Repeat back every line of the data, exactly.

### Recorded information ###

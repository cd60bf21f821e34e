use axum::extract::{Query, State};
use axum::Json;
use chrono::{DateTime, Utc};
use serde::Deserialize;
use utoipa::IntoParams;

use crate::app::AppState;
use crate::authz::{assert_session_shape, Role};
use crate::errors::AppResult;
use crate::insights::{
    assert_insight_access, assert_insight_scope, derive_insights, window_days, Insight,
    InsightSources, InventoryDetail,
};
use crate::jwt::AuthUser;
use crate::reports;
use crate::utils::utc_now;

#[derive(Debug, Deserialize, IntoParams)]
#[into_params(parameter_in = Query)]
pub struct InsightsQuery {
    /// Window start (RFC 3339)
    pub from: DateTime<Utc>,
    /// Window end (RFC 3339)
    pub to: DateTime<Utc>,
    /// Must be absent for global roles and, when present, must match the
    /// caller's own location.
    pub location_id: Option<String>,
}

#[utoipa::path(
    get,
    path = "/insights",
    tag = "Insights",
    params(InsightsQuery),
    responses(
        (status = 200, description = "Derived insights, one per kind in fixed order", body = Vec<Insight>),
        (status = 403, description = "Role, cross-scope, or cross-location violation")
    ),
    security(("bearerAuth" = []))
)]
pub async fn get_insights(
    State(state): State<AppState>,
    auth: AuthUser,
    Query(query): Query<InsightsQuery>,
) -> AppResult<Json<Vec<Insight>>> {
    // Re-validated here independently of any route guard.
    assert_insight_access(&auth)?;
    assert_insight_scope(&auth, query.location_id.as_deref())?;
    let scope = assert_session_shape(&auth)?;

    let days = window_days(query.from, query.to);
    let now = utc_now();

    let revenue_trend = reports::revenue_trend(&state.pool).await?;
    let expenses = reports::expenses_in_window(&state.pool, scope, query.from, query.to).await?;
    let finance = reports::finance_kpis(&state.pool, scope.location_id(), now).await?;

    // SKU-level inputs are never fetched for global audit roles
    let inventory = if matches!(auth.role, Role::Ceo | Role::SystemAuditor) {
        None
    } else {
        let stock = reports::stock_levels(&state.pool, scope.location_id()).await?;
        let kpis = reports::inventory_kpis(&state.pool, scope.location_id(), now).await?;
        Some(InventoryDetail { stock, kpis })
    };

    let sources = InsightSources {
        revenue_trend,
        expenses,
        finance,
        inventory,
    };

    Ok(Json(derive_insights(auth.role, days, &sources)))
}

###

> Exercise response
repository cd60bf21f821e34e
use axum::extract::{Query, State};
use axum::Json;
use chrono::{DateTime, Utc};
use serde::Deserialize;
use utoipa::IntoParams;

use crate::app::AppState;
use crate::authz::{assert_session_shape, Role};
use crate::errors::AppResult;
use crate::insights::{
    assert_insight_access, assert_insight_scope, derive_insights, window_days, Insight,
    InsightSources, InventoryDetail,
};
use crate::jwt::AuthUser;
use crate::reports;
use crate::utils::utc_now;

#[derive(Debug, Deserialize, IntoParams)]
#[into_params(parameter_in = Query)]
pub struct InsightsQuery {
    /// Window start (RFC 3339)
    pub from: DateTime<Utc>,
    /// Window end (RFC 3339)
    pub to: DateTime<Utc>,
    /// Must be absent for global roles and, when present, must match the
    /// caller's own location.
    pub location_id: Option<String>,
}

#[utoipa::path(
    get,
    path = "/insights",
    tag = "Insights",
    params(InsightsQuery),
    responses(
        (status = 200, description = "Derived insights, one per kind in fixed order", body = Vec<Insight>),
        (status = 403, description = "Role, cross-scope, or cross-location violation")
    ),
    security(("bearerAuth" = []))
)]
pub async fn get_insights(
    State(state): State<AppState>,
    auth: AuthUser,
    Query(query): Query<InsightsQuery>,
) -> AppResult<Json<Vec<Insight>>> {
    // Re-validated here independently of any route guard.
    assert_insight_access(&auth)?;
    assert_insight_scope(&auth, query.location_id.as_deref())?;
    let scope = assert_session_shape(&auth)?;

    let days = window_days(query.from, query.to);
    let now = utc_now();

    let revenue_trend = reports::revenue_trend(&state.pool).await?;
    let expenses = reports::expenses_in_window(&state.pool, scope, query.from, query.to).await?;
    let finance = reports::finance_kpis(&state.pool, scope.location_id(), now).await?;

    // SKU-level inputs are never fetched for global audit roles
    let inventory = if matches!(auth.role, Role::Ceo | Role::SystemAuditor) {
        None
    } else {
        let stock = reports::stock_levels(&state.pool, scope.location_id()).await?;
        let kpis = reports::inventory_kpis(&state.pool, scope.location_id(), now).await?;
        Some(InventoryDetail { stock, kpis })
    };

    let sources = InsightSources {
        revenue_trend,
        expenses,
        finance,
        inventory,
    };

    Ok(Json(derive_insights(auth.role, days, &sources)))
}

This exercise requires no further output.